## Exercise aim
From the entries that follow, gather each line holding the word "reason".

*** Opening of Data ***

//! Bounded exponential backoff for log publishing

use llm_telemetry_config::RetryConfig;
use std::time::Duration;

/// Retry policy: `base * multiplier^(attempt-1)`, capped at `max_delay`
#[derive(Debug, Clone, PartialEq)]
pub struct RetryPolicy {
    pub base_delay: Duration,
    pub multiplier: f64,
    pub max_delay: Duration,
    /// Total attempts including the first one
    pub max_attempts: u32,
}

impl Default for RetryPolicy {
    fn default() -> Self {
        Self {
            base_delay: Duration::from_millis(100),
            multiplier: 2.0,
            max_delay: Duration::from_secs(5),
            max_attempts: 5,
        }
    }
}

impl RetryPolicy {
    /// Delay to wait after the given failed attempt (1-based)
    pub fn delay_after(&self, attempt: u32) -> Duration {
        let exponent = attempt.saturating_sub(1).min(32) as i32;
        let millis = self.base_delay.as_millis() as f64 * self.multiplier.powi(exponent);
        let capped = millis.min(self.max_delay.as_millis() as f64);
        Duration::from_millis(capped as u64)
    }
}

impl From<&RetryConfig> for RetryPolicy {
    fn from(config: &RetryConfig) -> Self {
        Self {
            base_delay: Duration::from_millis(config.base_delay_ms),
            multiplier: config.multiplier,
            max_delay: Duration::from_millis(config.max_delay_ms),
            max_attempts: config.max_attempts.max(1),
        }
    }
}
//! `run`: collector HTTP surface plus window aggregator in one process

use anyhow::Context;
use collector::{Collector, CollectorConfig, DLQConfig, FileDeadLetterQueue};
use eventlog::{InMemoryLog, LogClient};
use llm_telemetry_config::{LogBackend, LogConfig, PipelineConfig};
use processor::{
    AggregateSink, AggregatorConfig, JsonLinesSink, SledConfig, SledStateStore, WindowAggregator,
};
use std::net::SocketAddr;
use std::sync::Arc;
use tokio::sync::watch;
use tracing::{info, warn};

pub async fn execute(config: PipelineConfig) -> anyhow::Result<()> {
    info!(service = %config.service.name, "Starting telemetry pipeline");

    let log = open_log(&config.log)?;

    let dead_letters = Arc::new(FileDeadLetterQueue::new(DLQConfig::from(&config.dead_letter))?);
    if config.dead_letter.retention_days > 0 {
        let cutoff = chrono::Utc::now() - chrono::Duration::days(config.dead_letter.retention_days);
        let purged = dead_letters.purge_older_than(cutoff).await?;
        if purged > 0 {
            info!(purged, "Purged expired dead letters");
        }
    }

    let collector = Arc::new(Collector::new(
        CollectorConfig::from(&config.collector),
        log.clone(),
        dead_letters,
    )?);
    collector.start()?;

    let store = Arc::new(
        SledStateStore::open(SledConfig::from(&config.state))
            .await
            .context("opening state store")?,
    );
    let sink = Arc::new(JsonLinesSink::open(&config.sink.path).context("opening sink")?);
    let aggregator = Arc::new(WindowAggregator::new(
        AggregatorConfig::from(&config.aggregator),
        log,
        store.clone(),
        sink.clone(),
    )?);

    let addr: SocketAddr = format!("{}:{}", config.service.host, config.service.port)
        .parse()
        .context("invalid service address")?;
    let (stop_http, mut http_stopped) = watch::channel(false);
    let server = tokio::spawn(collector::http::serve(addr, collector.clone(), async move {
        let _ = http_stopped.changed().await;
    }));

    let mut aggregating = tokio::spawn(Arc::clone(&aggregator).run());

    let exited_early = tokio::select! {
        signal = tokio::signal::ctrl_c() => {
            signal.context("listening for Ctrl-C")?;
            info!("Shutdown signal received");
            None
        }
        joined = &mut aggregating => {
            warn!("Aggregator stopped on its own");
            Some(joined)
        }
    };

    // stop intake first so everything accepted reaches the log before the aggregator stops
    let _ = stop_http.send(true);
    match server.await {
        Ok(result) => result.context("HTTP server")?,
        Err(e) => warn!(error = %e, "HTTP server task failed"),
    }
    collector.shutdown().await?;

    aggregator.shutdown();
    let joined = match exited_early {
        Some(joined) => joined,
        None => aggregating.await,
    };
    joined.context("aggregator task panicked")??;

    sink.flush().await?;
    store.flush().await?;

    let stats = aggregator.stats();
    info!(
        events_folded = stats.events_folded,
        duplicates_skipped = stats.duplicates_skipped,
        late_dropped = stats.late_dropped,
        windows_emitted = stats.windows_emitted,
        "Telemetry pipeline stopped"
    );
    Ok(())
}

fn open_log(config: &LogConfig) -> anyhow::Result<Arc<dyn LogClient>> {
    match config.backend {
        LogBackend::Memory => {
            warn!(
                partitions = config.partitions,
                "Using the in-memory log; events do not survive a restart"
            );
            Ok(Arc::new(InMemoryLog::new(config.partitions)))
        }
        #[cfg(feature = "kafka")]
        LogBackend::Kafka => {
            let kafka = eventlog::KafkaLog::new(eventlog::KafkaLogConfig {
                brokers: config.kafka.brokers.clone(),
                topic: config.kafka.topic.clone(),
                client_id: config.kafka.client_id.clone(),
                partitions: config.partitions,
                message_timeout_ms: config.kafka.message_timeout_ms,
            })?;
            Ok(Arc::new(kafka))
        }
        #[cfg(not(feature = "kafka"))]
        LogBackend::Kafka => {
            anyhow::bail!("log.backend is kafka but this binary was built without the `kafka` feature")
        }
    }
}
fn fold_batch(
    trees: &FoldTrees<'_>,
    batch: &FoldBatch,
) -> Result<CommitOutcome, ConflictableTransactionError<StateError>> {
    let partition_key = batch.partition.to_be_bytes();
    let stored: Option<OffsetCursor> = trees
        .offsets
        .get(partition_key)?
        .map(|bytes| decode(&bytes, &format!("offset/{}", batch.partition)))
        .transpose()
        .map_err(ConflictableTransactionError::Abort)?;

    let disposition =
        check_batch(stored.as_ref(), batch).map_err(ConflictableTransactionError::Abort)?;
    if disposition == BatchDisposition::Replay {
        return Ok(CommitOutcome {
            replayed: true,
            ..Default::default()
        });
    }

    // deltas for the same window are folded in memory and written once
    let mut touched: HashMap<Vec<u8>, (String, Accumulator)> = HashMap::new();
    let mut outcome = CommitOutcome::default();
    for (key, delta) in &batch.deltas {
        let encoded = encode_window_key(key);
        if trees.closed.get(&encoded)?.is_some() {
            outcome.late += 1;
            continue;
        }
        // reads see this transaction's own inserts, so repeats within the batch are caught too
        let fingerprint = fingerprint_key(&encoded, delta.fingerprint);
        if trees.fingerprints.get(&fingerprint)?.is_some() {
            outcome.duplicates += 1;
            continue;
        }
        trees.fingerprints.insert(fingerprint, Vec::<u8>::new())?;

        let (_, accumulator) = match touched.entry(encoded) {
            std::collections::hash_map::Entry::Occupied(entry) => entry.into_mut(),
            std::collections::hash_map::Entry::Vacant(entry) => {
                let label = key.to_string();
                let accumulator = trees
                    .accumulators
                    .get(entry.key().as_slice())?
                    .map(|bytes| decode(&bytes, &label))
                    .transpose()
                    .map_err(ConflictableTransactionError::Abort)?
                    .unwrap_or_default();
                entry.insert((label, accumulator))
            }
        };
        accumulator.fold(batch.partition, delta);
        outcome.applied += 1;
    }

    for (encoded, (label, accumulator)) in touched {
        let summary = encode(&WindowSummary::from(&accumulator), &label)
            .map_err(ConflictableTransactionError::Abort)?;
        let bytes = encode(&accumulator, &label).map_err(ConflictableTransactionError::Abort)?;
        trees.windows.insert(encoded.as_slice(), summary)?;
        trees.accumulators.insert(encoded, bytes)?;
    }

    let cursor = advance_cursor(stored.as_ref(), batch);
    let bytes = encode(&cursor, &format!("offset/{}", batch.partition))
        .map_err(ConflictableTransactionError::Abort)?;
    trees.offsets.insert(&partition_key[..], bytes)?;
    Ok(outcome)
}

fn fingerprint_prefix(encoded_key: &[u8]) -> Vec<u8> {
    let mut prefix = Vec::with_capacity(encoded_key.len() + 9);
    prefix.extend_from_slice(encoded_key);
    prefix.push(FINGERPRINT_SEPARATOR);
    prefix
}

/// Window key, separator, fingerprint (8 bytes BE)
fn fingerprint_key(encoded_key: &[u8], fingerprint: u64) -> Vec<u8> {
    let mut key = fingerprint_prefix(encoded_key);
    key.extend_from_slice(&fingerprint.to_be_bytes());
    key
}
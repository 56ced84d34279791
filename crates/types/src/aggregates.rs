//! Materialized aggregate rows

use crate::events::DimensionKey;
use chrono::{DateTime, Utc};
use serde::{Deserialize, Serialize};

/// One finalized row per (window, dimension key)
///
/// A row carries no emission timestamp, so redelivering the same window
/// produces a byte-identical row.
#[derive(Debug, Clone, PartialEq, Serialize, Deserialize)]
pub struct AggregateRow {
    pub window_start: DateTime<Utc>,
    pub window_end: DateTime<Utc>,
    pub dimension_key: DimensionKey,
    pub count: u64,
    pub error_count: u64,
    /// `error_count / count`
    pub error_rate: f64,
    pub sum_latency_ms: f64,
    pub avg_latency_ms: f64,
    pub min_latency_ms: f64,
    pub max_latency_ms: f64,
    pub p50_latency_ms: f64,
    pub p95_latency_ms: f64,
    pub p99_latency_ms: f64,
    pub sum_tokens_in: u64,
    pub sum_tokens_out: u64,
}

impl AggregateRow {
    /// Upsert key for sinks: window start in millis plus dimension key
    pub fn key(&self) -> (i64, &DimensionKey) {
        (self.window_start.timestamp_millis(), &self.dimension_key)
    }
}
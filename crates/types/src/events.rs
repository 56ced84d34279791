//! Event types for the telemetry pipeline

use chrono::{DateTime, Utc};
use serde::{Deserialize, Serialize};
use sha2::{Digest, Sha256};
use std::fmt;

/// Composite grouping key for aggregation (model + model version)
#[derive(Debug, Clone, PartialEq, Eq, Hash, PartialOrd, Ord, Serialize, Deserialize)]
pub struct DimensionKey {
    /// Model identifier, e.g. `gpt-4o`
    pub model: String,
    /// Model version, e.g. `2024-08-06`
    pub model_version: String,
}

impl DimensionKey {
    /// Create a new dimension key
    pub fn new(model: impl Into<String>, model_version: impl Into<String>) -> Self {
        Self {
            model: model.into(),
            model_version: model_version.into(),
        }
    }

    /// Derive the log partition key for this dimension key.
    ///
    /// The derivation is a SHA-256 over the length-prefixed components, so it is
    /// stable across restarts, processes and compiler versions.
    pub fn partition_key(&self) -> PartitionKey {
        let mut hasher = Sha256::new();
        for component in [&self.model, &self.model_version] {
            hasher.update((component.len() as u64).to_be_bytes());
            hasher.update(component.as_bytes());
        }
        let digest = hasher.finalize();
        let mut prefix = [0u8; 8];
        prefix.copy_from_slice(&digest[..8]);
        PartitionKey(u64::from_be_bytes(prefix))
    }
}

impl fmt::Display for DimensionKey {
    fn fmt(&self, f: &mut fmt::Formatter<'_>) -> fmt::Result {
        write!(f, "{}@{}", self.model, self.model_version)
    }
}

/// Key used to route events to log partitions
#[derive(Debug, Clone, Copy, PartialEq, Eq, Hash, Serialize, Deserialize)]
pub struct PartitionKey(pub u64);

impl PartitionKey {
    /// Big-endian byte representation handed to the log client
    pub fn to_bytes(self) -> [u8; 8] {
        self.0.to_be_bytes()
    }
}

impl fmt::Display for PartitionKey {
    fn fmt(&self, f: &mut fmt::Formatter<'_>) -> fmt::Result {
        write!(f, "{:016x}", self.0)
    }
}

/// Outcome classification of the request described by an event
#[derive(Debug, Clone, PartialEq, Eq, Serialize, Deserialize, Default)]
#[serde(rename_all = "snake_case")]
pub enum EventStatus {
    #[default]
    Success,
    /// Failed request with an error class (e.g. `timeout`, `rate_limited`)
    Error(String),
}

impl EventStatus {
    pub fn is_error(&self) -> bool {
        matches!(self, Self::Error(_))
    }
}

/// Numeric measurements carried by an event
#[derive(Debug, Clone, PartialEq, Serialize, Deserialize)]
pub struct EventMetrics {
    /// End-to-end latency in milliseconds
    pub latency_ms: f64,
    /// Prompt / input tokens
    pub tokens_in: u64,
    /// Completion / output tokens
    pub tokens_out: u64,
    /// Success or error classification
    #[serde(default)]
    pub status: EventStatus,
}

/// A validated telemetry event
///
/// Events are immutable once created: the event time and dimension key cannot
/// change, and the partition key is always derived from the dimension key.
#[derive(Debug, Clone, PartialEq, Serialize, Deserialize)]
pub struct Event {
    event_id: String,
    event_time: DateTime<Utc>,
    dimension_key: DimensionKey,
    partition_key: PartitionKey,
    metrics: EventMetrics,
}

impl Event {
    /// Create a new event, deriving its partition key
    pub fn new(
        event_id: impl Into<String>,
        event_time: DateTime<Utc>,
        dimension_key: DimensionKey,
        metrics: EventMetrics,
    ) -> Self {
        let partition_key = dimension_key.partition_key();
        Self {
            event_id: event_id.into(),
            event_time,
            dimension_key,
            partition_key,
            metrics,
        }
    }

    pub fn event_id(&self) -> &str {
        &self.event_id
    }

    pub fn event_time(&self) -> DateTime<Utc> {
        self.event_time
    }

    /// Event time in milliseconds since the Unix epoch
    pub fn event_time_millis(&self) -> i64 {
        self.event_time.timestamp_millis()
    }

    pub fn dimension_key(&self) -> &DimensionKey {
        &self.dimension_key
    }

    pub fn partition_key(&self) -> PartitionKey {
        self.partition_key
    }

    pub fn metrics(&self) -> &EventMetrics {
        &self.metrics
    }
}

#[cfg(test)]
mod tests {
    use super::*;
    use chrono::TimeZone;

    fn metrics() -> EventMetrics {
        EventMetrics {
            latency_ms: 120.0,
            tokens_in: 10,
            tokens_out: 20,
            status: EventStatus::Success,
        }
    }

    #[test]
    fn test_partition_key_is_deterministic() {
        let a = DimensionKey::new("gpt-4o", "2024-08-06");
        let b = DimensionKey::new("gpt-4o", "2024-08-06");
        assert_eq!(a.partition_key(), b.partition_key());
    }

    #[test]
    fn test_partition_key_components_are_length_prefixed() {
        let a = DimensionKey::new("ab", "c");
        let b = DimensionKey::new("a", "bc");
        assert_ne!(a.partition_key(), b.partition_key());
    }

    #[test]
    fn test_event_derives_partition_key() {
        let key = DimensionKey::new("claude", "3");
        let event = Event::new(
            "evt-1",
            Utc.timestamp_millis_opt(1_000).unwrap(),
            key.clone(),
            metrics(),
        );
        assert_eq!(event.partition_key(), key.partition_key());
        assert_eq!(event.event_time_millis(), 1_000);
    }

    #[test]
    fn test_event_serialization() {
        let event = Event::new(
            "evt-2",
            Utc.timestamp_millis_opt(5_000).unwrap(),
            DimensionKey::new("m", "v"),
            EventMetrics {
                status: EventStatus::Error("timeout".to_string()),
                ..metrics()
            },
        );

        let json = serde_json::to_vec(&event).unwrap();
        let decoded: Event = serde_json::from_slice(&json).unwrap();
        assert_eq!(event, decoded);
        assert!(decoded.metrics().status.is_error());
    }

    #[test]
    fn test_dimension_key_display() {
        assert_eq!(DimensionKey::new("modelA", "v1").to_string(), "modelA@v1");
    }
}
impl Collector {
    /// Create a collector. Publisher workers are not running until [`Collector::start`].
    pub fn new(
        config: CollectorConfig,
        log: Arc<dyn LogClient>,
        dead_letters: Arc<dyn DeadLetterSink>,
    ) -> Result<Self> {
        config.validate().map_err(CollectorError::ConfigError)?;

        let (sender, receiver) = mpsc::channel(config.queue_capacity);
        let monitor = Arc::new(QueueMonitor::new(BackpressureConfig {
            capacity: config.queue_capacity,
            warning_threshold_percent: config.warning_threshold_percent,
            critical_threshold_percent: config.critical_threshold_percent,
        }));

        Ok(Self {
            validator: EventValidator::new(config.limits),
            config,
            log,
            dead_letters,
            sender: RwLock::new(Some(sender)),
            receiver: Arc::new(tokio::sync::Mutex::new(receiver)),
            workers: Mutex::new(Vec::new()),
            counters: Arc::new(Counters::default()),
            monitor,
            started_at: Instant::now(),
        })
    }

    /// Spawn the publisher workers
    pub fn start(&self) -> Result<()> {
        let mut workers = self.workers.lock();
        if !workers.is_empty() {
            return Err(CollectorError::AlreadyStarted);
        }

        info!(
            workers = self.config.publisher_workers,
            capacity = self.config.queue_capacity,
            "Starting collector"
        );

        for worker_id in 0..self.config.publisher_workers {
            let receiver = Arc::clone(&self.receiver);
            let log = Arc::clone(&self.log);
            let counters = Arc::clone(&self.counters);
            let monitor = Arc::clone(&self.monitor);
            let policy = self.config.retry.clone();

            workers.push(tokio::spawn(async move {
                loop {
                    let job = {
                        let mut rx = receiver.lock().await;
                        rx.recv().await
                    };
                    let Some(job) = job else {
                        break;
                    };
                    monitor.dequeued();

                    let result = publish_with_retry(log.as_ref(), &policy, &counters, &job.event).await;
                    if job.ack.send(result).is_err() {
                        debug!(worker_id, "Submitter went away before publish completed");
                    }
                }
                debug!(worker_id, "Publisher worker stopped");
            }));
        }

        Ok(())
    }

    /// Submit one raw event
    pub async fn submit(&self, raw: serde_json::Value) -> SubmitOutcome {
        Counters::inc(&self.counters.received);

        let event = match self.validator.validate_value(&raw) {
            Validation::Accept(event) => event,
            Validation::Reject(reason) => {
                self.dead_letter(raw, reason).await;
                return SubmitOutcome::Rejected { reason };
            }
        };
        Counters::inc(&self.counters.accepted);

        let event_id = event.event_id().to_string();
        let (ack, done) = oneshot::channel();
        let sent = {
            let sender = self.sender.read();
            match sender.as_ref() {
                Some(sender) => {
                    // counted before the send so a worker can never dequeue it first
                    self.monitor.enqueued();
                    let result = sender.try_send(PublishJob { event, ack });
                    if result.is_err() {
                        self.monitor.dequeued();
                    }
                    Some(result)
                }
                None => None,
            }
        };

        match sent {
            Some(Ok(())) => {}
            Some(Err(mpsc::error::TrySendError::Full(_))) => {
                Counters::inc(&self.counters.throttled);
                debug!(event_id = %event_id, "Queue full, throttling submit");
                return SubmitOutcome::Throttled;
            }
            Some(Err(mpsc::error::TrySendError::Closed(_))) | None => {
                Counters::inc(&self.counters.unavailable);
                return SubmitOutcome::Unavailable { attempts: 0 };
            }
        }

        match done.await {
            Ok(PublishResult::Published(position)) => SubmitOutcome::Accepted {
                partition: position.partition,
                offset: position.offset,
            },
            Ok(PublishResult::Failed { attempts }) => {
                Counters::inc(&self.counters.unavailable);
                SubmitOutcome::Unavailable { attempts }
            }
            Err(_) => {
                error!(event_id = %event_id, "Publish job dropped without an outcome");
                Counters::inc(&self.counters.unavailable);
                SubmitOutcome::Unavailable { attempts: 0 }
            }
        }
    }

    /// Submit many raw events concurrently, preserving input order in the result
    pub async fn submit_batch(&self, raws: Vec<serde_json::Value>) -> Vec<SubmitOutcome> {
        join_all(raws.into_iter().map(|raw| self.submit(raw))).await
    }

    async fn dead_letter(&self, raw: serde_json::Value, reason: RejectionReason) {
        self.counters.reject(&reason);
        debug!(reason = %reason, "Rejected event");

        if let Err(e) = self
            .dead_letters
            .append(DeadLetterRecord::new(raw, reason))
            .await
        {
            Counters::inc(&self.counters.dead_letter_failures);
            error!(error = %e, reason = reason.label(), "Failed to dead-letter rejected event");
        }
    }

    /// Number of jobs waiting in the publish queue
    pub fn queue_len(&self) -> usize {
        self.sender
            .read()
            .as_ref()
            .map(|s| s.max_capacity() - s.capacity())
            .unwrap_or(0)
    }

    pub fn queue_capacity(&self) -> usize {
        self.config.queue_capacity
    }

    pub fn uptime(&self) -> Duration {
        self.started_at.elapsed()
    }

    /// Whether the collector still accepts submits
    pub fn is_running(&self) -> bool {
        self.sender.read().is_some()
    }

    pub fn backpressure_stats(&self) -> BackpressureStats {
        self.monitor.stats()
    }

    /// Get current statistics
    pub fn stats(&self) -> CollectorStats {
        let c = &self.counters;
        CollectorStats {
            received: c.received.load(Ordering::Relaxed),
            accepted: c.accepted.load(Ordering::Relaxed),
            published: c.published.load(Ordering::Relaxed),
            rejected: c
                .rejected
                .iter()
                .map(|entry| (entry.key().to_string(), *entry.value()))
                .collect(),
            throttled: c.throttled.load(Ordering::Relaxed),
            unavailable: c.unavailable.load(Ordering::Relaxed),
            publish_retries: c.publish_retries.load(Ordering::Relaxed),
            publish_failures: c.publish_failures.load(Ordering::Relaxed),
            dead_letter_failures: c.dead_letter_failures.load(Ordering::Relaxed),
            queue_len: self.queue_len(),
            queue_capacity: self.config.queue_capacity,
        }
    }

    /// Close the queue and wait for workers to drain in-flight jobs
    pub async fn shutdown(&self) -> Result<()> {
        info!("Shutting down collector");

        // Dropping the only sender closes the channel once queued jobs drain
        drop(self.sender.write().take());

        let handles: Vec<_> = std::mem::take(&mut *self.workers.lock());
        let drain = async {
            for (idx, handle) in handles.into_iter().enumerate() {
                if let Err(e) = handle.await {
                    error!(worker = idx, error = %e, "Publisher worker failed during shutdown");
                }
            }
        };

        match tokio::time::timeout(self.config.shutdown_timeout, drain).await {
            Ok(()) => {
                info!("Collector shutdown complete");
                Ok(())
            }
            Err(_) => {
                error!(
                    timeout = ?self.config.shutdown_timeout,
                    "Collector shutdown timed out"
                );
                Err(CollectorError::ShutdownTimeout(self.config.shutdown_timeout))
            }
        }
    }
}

*** Close of Data ***

## Expected output
            Validation::Reject(reason) => {
                self.dead_letter(raw, reason).await;
                return SubmitOutcome::Rejected { reason };
    async fn dead_letter(&self, raw: serde_json::Value, reason: RejectionReason) {
        self.counters.reject(&reason);
        debug!(reason = %reason, "Rejected event");
            .append(DeadLetterRecord::new(raw, reason))
            error!(error = %e, reason = reason.label(), "Failed to dead-letter rejected event");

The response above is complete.